* Description of the task
Scan the entries below and count the lines holding the string "sizes". Supply only the number.

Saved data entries
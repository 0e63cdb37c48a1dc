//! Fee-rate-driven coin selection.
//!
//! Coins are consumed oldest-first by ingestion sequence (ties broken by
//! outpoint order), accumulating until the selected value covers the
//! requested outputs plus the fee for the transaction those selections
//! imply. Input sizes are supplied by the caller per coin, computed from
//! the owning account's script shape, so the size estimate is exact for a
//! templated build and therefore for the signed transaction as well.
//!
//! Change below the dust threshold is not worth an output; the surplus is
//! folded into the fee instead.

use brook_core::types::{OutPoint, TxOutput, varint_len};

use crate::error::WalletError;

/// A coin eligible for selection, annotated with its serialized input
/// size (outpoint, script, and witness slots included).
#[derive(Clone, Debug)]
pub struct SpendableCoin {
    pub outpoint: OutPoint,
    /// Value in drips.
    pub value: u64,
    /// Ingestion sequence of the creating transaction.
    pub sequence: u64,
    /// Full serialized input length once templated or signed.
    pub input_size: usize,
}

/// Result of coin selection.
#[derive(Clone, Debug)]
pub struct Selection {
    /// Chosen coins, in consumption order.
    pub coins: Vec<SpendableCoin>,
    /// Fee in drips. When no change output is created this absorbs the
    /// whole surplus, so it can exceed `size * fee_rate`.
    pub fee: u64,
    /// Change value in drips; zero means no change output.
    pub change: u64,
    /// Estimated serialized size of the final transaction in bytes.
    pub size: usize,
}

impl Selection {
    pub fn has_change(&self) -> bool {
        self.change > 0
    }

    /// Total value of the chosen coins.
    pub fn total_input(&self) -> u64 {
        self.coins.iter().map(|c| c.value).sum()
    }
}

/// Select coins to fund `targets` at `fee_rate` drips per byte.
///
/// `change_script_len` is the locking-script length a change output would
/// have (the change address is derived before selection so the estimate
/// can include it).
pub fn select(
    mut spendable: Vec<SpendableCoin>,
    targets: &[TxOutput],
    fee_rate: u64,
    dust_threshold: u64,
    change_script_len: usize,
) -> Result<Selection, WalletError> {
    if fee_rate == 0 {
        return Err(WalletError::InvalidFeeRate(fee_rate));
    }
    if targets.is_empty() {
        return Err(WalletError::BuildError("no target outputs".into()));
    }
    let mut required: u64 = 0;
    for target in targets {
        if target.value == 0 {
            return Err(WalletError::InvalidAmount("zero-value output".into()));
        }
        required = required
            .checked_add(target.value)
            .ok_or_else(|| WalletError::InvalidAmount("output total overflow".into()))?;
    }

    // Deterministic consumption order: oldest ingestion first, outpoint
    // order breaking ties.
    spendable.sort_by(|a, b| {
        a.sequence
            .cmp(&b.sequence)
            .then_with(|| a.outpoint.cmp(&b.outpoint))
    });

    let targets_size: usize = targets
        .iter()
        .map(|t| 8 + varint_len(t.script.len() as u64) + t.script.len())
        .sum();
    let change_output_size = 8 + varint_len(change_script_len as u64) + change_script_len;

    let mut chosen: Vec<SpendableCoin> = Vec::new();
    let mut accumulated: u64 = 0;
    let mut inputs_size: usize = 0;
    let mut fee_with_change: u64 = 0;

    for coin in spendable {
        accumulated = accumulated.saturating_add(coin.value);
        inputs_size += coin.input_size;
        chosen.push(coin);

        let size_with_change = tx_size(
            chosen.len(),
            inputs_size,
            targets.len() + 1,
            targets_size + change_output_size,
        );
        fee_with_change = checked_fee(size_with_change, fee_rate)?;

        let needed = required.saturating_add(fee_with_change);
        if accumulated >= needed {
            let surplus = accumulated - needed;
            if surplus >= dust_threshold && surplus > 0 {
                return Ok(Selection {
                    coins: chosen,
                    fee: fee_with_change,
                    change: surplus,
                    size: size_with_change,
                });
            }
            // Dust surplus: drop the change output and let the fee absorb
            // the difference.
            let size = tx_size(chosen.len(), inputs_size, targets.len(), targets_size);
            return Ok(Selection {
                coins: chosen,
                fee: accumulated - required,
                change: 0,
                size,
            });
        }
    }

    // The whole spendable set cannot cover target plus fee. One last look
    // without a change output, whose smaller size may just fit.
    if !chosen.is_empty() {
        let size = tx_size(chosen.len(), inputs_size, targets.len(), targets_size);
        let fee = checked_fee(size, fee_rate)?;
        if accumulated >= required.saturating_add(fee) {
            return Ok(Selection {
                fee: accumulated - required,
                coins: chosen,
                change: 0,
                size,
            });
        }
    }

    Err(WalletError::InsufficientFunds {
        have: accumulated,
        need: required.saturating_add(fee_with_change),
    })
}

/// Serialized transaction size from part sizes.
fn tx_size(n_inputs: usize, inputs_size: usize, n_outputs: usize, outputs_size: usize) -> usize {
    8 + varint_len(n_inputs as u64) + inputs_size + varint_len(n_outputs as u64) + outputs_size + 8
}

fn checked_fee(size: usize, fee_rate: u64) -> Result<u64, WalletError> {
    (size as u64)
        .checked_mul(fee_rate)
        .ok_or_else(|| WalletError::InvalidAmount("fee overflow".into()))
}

* Response area
2